A* algorithm tutorial

Download example program for this tutorial (19k)
Download offline version of this tutorial (5k)

About the algorithm

The A* algorithm basicly is a graph search algorithm, but it can also be used as an excellent path-finding algorithm. The main idea is to understand the fields of a map as nodes in a graph. Every node has several neighbouring fields (usually 4 or 8) in straight or diagonal direction. All we need to start with are two nodes: the starting field and the destination field.

Open list and closed list

We create two kinds of lists (open and closed) to handle the nodes with. In the open list we put the nodes we are currently working with, and in the closed list the nodes we have already examined. The open list can be defined as any kind of list (i.e. an array) of nodes with the following structure:
(X,Y) coordinate of the node
Pointer to the node before
Distance travelled from the starting node to this node
Estimated distance travelling from this node to the destination node
Whole distance travelled when arriving at the destination node (sum of f and g)

Distance estimation

To calculate g, we have to estimate the distance from the current node to the end node. This estimation has to be optimistic to get the shortest path possible. This means it has to be the shortest way between the two nodes, but we use the optimistic estimation of 0 and set g to 0 for now.

Putting the first node into the list

We begin at the starting field, so we put this node in the open list. NodeBeforePointer is a null pointer, f, g and h are 0. The closed list is empty for now because we have not examined any nodes yet.

The main loop

The main loop consists of three steps:
To search the best node in the open list means to find the node with the smallest h. At the beginning, we have only one node in the open list, so we take this one.

The second step is to move this node from the open list to the closed list.

In the third step we are adding every possible neighbouring field of the node to the open list.

Adding more nodes

First we have to check if the neighbouring node is already in the open list (that means to check if there is a node with the same position in the list). If it is not in the list we can add the node, but if there is we check if the new node is better (that means if it has a smaller h) and in this case replace the old one.

While adding the nodes to the open list we have to set their values. Position is the (X,Y) coordinate. NodeBeforePointer points to the node before, so it points to the node we just came from and which we moved to the closed list. f is the old value of f plus the distance between the old node and the current node (Note: if the path is diagonal, the distance is greater!). g is set to 0 because of the optimistic estimation of 0 and so h is equal to f.

Our goal

We repeat these three steps over and over again until we reach the destination node. This means we have to check if the nodes we added have the same position as the destination node. In this case, we are done. Then we can follow the NodeBeforePointers back to the starting node and get the best path from the starting node to the destination node.

Optimizing the algorithm

The path we found is the best, but the algorithm has tested too many nodes. E.g. the path between two points without any obstacles on the map is the line between them, but the algorithm tests many more nodes than those the optimal path goes through.

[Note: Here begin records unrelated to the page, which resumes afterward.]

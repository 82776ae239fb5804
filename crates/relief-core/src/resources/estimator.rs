//! Converts an affected population into per-category resource requirements.

use serde::{Deserialize, Serialize};
use tracing::{info, instrument, warn};

use super::standards::{base_amount, multiplier};
use super::summary::ResourceSummary;
use crate::domain::{
    normalize_category_key, DeploymentPriority, DisasterKind, ResourceAmount, ResourceCategory,
    ResourceNeeds,
};
use crate::{ReliefError, Result};

/// Requirement for one resource category
#[derive(Debug, Clone, PartialEq, Serialize, Deserialize)]
pub struct ResourceRequirement {
    /// Category
    pub category: ResourceCategory,
    /// Amount before the disaster multiplier
    pub base_amount: ResourceAmount,
    /// Disaster multiplier applied
    pub multiplier: f64,
    /// `floor(base × multiplier)` per field
    pub final_amount: ResourceAmount,
    /// Deployment urgency
    pub priority: DeploymentPriority,
    /// Category description
    pub description: String,
    /// Human-readable breakdown of the final amount
    pub details: Vec<String>,
}

/// All requirements for one incident plus a deployment summary
#[derive(Debug, Clone, PartialEq, Serialize, Deserialize)]
pub struct ResourceEstimate {
    /// People the estimate covers
    pub affected_population: u64,
    /// Normalized disaster key
    pub disaster_type: String,
    /// Response duration
    pub duration_days: u32,
    /// One entry per category, in [`ResourceCategory::ALL`] order
    pub requirements: Vec<ResourceRequirement>,
    /// Deployment summary
    pub summary: ResourceSummary,
}

impl ResourceEstimate {
    /// Requirement for a category
    pub fn requirement(&self, category: ResourceCategory) -> Option<&ResourceRequirement> {
        self.requirements.iter().find(|r| r.category == category)
    }

    /// Final food packets, rescue teams and medical staff: the quantities the
    /// allocator tracks
    pub fn tracked_needs(&self) -> ResourceNeeds {
        let mut needs = ResourceNeeds::default();
        for requirement in &self.requirements {
            match requirement.final_amount {
                ResourceAmount::Food(f) => needs.food_packets = f.food_packets,
                ResourceAmount::Rescue(r) => needs.rescue_teams = r.rescue_teams,
                ResourceAmount::Medical(m) => needs.medical_staff = m.medical_staff,
                _ => {}
            }
        }
        needs
    }
}

/// Stateless standards-based estimator
#[derive(Debug, Clone, Copy, Default)]
pub struct ResourceEstimator;

impl ResourceEstimator {
    /// Create an estimator
    pub fn new() -> Self {
        Self
    }

    /// Estimate requirements for `affected_population` people over `duration_days`.
    ///
    /// An unrecognised disaster type is not an error: every multiplier falls
    /// back to 1.0 and a warning is logged.
    #[instrument(skip(self))]
    pub fn estimate(
        &self,
        affected_population: u64,
        disaster_type: &str,
        duration_days: u32,
    ) -> Result<ResourceEstimate> {
        if duration_days == 0 {
            return Err(ReliefError::invalid_input("duration_days", "must be >= 1"));
        }
        let key = normalize_category_key(disaster_type);
        let kind = DisasterKind::parse(&key);
        if kind.is_none() {
            warn!(disaster_type = %key, "Unknown disaster type, using multiplier 1.0");
        }

        let requirements: Vec<ResourceRequirement> = ResourceCategory::ALL
            .iter()
            .map(|&category| {
                let base = base_amount(category, affected_population, duration_days);
                let m = kind.map_or(1.0, |k| multiplier(k, category));
                let final_amount = base.scaled(m);
                ResourceRequirement {
                    category,
                    base_amount: base,
                    multiplier: m,
                    final_amount,
                    priority: category.deployment_priority(),
                    description: category.description().to_string(),
                    details: final_amount.describe(affected_population),
                }
            })
            .collect();

        let summary = ResourceSummary::new(affected_population, &key, kind, &requirements);
        info!(
            affected_population,
            disaster_type = %key,
            categories = requirements.len(),
            "Resource calculation completed"
        );

        Ok(ResourceEstimate {
            affected_population,
            disaster_type: key,
            duration_days,
            requirements,
            summary,
        })
    }
}

#[cfg(test)]
mod tests {
    use super::*;
    use crate::domain::DeploymentStrategy;
    use approx::assert_relative_eq;

    #[test]
    fn test_flood_scaling() {
        let estimate = ResourceEstimator::new().estimate(10_000, "flood", 7).unwrap();
        assert_eq!(estimate.requirements.len(), 6);

        let rescue = estimate.requirement(ResourceCategory::Rescue).unwrap();
        assert_relative_eq!(rescue.multiplier, 1.8);
        match rescue.final_amount {
            ResourceAmount::Rescue(r) => {
                assert_eq!(r.rescue_teams, 54);
                assert_eq!(r.boats, 18);
                assert_eq!(r.helicopters, 9);
                assert_eq!(r.bulldozers, 5);
            }
            other => panic!("unexpected {other:?}"),
        }
        assert_eq!(rescue.priority, DeploymentPriority::Immediate);

        let needs = estimate.tracked_needs();
        assert_eq!(needs.food_packets, 252_000);
        assert_eq!(needs.rescue_teams, 54);
        assert_eq!(needs.medical_staff, 65);
        assert_eq!(estimate.summary.deployment_strategy, DeploymentStrategy::ShelterAndRescueFirst);
    }

    #[test]
    fn test_deterministic() {
        let est = ResourceEstimator::new();
        let a = est.estimate(123_457, "earthquake", 10).unwrap();
        let b = est.estimate(123_457, "earthquake", 10).unwrap();
        assert_eq!(a, b);
    }

    #[test]
    fn test_unknown_type_uses_unit_multiplier() {
        let estimate = ResourceEstimator::new().estimate(1000, "Tsunami", 7).unwrap();
        assert_eq!(estimate.disaster_type, "tsunami");
        for requirement in &estimate.requirements {
            assert_relative_eq!(requirement.multiplier, 1.0);
            assert_eq!(requirement.base_amount, requirement.final_amount);
        }
        assert_eq!(estimate.summary.deployment_strategy, DeploymentStrategy::Simultaneous);
    }

    #[test]
    fn test_zero_population_and_duration() {
        let estimate = ResourceEstimator::new().estimate(0, "flood", 7).unwrap();
        assert_eq!(estimate.tracked_needs(), ResourceNeeds::default());
        match estimate.requirement(ResourceCategory::Logistics).unwrap().final_amount {
            // fuel depends on duration only; 700 × 1.4 is just below 980 in f64
            ResourceAmount::Logistics(l) => assert_eq!(l.fuel_liters, 979),
            other => panic!("unexpected {other:?}"),
        }
        assert!(matches!(
            ResourceEstimator::new().estimate(10, "flood", 0),
            Err(ReliefError::InvalidInput { .. })
        ));
    }
}
//! Application state for the relief REST API.
//!
//! The coordinator is built once at startup and only read afterwards, so the
//! state needs no locking.

use std::sync::Arc;

use chrono::{DateTime, Utc};

use crate::ReliefCoordinator;

/// Shared application state for the API.
///
/// Cloned for each request handler; clones share one coordinator.
#[derive(Clone)]
pub struct AppState {
    inner: Arc<AppStateInner>,
}

/// Inner state (not cloned, shared via Arc).
struct AppStateInner {
    coordinator: ReliefCoordinator,
    started_at: DateTime<Utc>,
}

impl AppState {
    /// Wrap a fully loaded coordinator.
    pub fn new(coordinator: ReliefCoordinator) -> Self {
        Self {
            inner: Arc::new(AppStateInner {
                coordinator,
                started_at: Utc::now(),
            }),
        }
    }

    /// The relief coordinator.
    pub fn coordinator(&self) -> &ReliefCoordinator {
        &self.inner.coordinator
    }

    /// When the service started.
    pub fn started_at(&self) -> DateTime<Utc> {
        self.inner.started_at
    }
}

impl Default for AppState {
    fn default() -> Self {
        Self::new(ReliefCoordinator::builtin())
    }
}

But why does the algorithm test so many nodes? Because of our distance estimation. We have to use an optimistic estimation to find the shortest path, but the optimistic estimation of 0 was way too optimistic.

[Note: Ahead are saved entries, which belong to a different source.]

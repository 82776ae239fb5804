//! Incident priority scoring.

use serde::{Deserialize, Serialize};
use tracing::warn;

use crate::domain::{Incident, IncidentKind};

/// Ordered weight table; inference walks it front to back
pub const PRIORITY_WEIGHTS: [(IncidentKind, f64); 5] = [
    (IncidentKind::Earthquake, 1.5),
    (IncidentKind::Fire, 1.3),
    (IncidentKind::Flood, 1.2),
    (IncidentKind::Landslide, 1.1),
    (IncidentKind::Storm, 1.0),
];

/// Weight used when no table entry matches.
///
/// Unrecognised incidents are labelled [`FALLBACK_KIND`] but keep this
/// weight; they do not take Flood's 1.2.
pub const FALLBACK_WEIGHT: f64 = 1.0;

/// Label reported when no table entry matches
pub const FALLBACK_KIND: IncidentKind = IncidentKind::Flood;

/// How an incident's disaster type was determined
#[derive(Debug, Clone, Copy, PartialEq, Eq, Serialize, Deserialize)]
#[serde(rename_all = "snake_case")]
pub enum KindSource {
    /// Supplied by the caller
    Explicit,
    /// Matched against the label or name
    Inferred,
    /// Nothing matched
    Fallback,
}

/// Priority of one incident
#[derive(Debug, Clone, Copy, PartialEq, Serialize, Deserialize)]
pub struct IncidentPriority {
    /// `floor(affected × weight)`
    pub score: u64,
    /// Disaster type used for the weight
    pub kind: IncidentKind,
    /// Weight applied
    pub weight: f64,
    /// Where `kind` came from
    pub source: KindSource,
}

/// Computes incident priority scores
pub struct PriorityCalculator;

impl PriorityCalculator {
    /// Weight for a known kind
    pub fn weight(kind: IncidentKind) -> f64 {
        PRIORITY_WEIGHTS
            .iter()
            .find(|(k, _)| *k == kind)
            .map_or(FALLBACK_WEIGHT, |(_, w)| *w)
    }

    /// First table entry whose label occurs in `text`, case-insensitively
    pub fn infer(text: &str) -> Option<IncidentKind> {
        let text = text.to_lowercase();
        PRIORITY_WEIGHTS
            .iter()
            .map(|(kind, _)| *kind)
            .find(|kind| text.contains(&kind.label().to_lowercase()))
    }

    /// Score an incident
    pub fn assess(incident: &Incident) -> IncidentPriority {
        let (kind, weight, source) = match incident.kind {
            Some(kind) => (kind, Self::weight(kind), KindSource::Explicit),
            None => match Self::infer(incident.inference_text()) {
                Some(kind) => (kind, Self::weight(kind), KindSource::Inferred),
                None => {
                    warn!(
                        incident = %incident.name,
                        "No disaster type recognised, falling back to {FALLBACK_KIND} with weight {FALLBACK_WEIGHT}"
                    );
                    (FALLBACK_KIND, FALLBACK_WEIGHT, KindSource::Fallback)
                }
            },
        };
        let score = (incident.affected_population.get() as f64 * weight).floor() as u64;
        IncidentPriority {
            score,
            kind,
            weight,
            source,
        }
    }
}

#[cfg(test)]
mod tests {
    use super::*;
    use crate::domain::ResourceNeeds;

    fn incident(name: &str, people: u64) -> Incident {
        Incident::new(name, "Somewhere", people, ResourceNeeds::default())
    }

    #[test]
    fn test_inference_first_match_wins() {
        assert_eq!(PriorityCalculator::infer("Chamoli EARTHQUAKE"), Some(IncidentKind::Earthquake));
        assert_eq!(PriorityCalculator::infer("Flash Flood"), Some(IncidentKind::Flood));
        // earthquake precedes flood in the table
        assert_eq!(
            PriorityCalculator::infer("Flood after earthquake"),
            Some(IncidentKind::Earthquake)
        );
        assert_eq!(PriorityCalculator::infer("Avalanche"), None);
    }

    #[test]
    fn test_scores() {
        let p = PriorityCalculator::assess(&incident("Dehradun Flood", 10_000));
        assert_eq!((p.score, p.kind, p.source), (12_000, IncidentKind::Flood, KindSource::Inferred));

        let p = PriorityCalculator::assess(&incident("Quake", 1000).with_kind(IncidentKind::Earthquake));
        assert_eq!((p.score, p.source), (1500, KindSource::Explicit));

        let p = PriorityCalculator::assess(&incident("Uttarkashi Avalanche", 1001));
        assert_eq!((p.score, p.kind, p.source), (1001, IncidentKind::Flood, KindSource::Fallback));
    }

    #[test]
    fn test_fallback_weight_is_neutral() {
        let p = PriorityCalculator::assess(&incident("Kedarnath Cloudburst", 5_000));
        assert_eq!(p.source, KindSource::Fallback);
        assert_eq!(p.kind, FALLBACK_KIND);
        assert_eq!(p.weight, 1.0);
        assert_eq!(p.score, 5_000);
        assert!(p.weight < PriorityCalculator::weight(IncidentKind::Flood));
    }

    #[test]
    fn test_label_used_before_name() {
        let p = PriorityCalculator::assess(&incident("Site 7", 100).with_label("forest fire"));
        assert_eq!(p.kind, IncidentKind::Fire);
        assert_eq!(p.score, 130);
    }
}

There is another method of estimation to find the shortest path, the shortest path estimation. This means we set g to the shortest path between the current node and the destination node, which is mathematically speaking the square root of (ΔX + ΔY) where ΔX and ΔY are the differences of the nodes coordinates. With this estimation, we get the shortest path between the starting node and the destination node and thus we have to test less nodes than with the too optimistic estimation of 0.

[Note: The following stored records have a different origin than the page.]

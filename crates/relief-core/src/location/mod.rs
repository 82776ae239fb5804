//! Free-text place name resolution.
//!
//! Matching is case-insensitive and ordered; the first rule that hits wins:
//!
//! 1. exact canonical region name
//! 2. exact alias
//! 3. alias contained in the input, or input contained in an alias
//! 4. input contained in a canonical region name (`"Pauri"` -> `"Pauri Garhwal"`)
//!
//! Rules walk the tables in insertion order; there is no longest-match
//! search.

use tracing::debug;

use crate::domain::{Region, RegionTable};
use crate::{ReliefError, Result};

/// Resolves user-entered place names against a [`RegionTable`]
#[derive(Debug, Clone, Copy)]
pub struct LocationResolver<'a> {
    table: &'a RegionTable,
}

/// Which rule produced a match
#[derive(Debug, Clone, Copy, PartialEq, Eq)]
pub enum MatchRule {
    /// Exact canonical name
    Canonical,
    /// Exact alias
    Alias,
    /// Substring overlap with an alias
    AliasContains,
    /// Input is part of a canonical name
    RegionContains,
}

/// Trim and collapse internal whitespace runs to single spaces
pub fn normalize_location(input: &str) -> String {
    input.split_whitespace().collect::<Vec<_>>().join(" ")
}

impl<'a> LocationResolver<'a> {
    /// Create a resolver over a table
    pub fn new(table: &'a RegionTable) -> Self {
        Self { table }
    }

    /// Resolve to the canonical region
    pub fn resolve(&self, input: &str) -> Result<&'a Region> {
        self.resolve_with_rule(input).map(|(region, _)| region)
    }

    /// Resolve to the canonical region name
    pub fn resolve_name(&self, input: &str) -> Result<&'a str> {
        self.resolve(input).map(Region::name)
    }

    /// Resolve and report which rule matched
    pub fn resolve_with_rule(&self, input: &str) -> Result<(&'a Region, MatchRule)> {
        let normalized = normalize_location(input);
        if normalized.is_empty() {
            return Err(ReliefError::invalid_input("location", "is required"));
        }
        let needle = normalized.to_lowercase();

        let found = self
            .table
            .regions()
            .iter()
            .find(|r| r.name().to_lowercase() == needle)
            .map(|r| (r.name(), MatchRule::Canonical))
            .or_else(|| {
                self.table
                    .aliases()
                    .iter()
                    .find(|a| a.name.to_lowercase() == needle)
                    .map(|a| (a.region.as_str(), MatchRule::Alias))
            })
            .or_else(|| {
                self.table
                    .aliases()
                    .iter()
                    .find(|a| {
                        let alias = a.name.to_lowercase();
                        needle.contains(&alias) || alias.contains(&needle)
                    })
                    .map(|a| (a.region.as_str(), MatchRule::AliasContains))
            })
            .or_else(|| {
                self.table
                    .regions()
                    .iter()
                    .find(|r| r.name().to_lowercase().contains(&needle))
                    .map(|r| (r.name(), MatchRule::RegionContains))
            });

        let (name, rule) = found.ok_or_else(|| ReliefError::UnknownLocation(input.to_string()))?;
        let region = self
            .table
            .get(name)
            .ok_or_else(|| ReliefError::ReferenceData(format!("alias target '{name}' missing from region table")))?;
        debug!(input, region = region.name(), ?rule, "Location resolved");
        Ok((region, rule))
    }
}

#[cfg(test)]
mod tests {
    use super::*;
    use crate::domain::ReferenceData;

    #[test]
    fn test_canonical_is_identity() {
        let data = ReferenceData::builtin();
        let resolver = LocationResolver::new(&data.regions);
        for region in data.regions.regions() {
            assert_eq!(resolver.resolve_name(region.name()).unwrap(), region.name());
        }
    }

    #[test]
    fn test_rules_in_order() {
        let data = ReferenceData::builtin();
        let resolver = LocationResolver::new(&data.regions);

        let (r, rule) = resolver.resolve_with_rule("  dehradun ").unwrap();
        assert_eq!((r.name(), rule), ("Dehradun", MatchRule::Canonical));

        let (r, rule) = resolver.resolve_with_rule("HALDWANI").unwrap();
        assert_eq!((r.name(), rule), ("Nainital", MatchRule::Alias));

        let (r, rule) = resolver.resolve_with_rule("Rishikesh City").unwrap();
        assert_eq!((r.name(), rule), ("Dehradun", MatchRule::AliasContains));

        let (r, rule) = resolver.resolve_with_rule("pauri").unwrap();
        assert_eq!((r.name(), rule), ("Pauri Garhwal", MatchRule::RegionContains));
    }

    #[test]
    fn test_whitespace_collapsed() {
        let data = ReferenceData::builtin();
        let resolver = LocationResolver::new(&data.regions);
        assert_eq!(resolver.resolve_name("Udham   Singh\tNagar").unwrap(), "Udham Singh Nagar");
    }

    #[test]
    fn test_failures() {
        let data = ReferenceData::builtin();
        let resolver = LocationResolver::new(&data.regions);
        assert!(matches!(resolver.resolve("   "), Err(ReliefError::InvalidInput { .. })));
        assert!(matches!(resolver.resolve("Atlantis"), Err(ReliefError::UnknownLocation(_))));
    }

    #[test]
    fn test_first_match_wins_not_longest() {
        let mut table = RegionTable::new();
        table.insert_region("Alpha", 1);
        table.insert_region("Beta", 2);
        table.insert_alias("Ram", "Alpha").unwrap();
        table.insert_alias("Ramnagar", "Beta").unwrap();

        let resolver = LocationResolver::new(&table);
        // "ramnagar town" contains both aliases; the earlier one wins.
        assert_eq!(resolver.resolve_name("Ramnagar Town").unwrap(), "Alpha");
        // exact alias beats substring
        assert_eq!(resolver.resolve_name("ramnagar").unwrap(), "Beta");
    }
}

There is a third estimation that tests the smallest number of nodes and thus is the most quickly calculated one. It is the longest path estimation. We simply set g to the longest distance between the starting node and the destination node. This isn't possible when the ground is planar, but if there are different grounds like mud, grass, etc., you can set g to a value as high as if you would go over the worst ground. This estimation is the fastest one, but it will not find the shortest path.


Now that we know a good algorithm for path-finding we can use it in games, simulations or whatever program. To be exact, we actually know two algorithms. The first algorithm uses the shortest path estimation. We can use this algorithm if we want to find the shortest path possible between two points and we don't care about CPU usage. The second algorithm uses the longest path estimation and we can use it to find a path as fast as we can (note that this algorithm can only be used with different grounds - in a planar map the first algorithm is the fastest one).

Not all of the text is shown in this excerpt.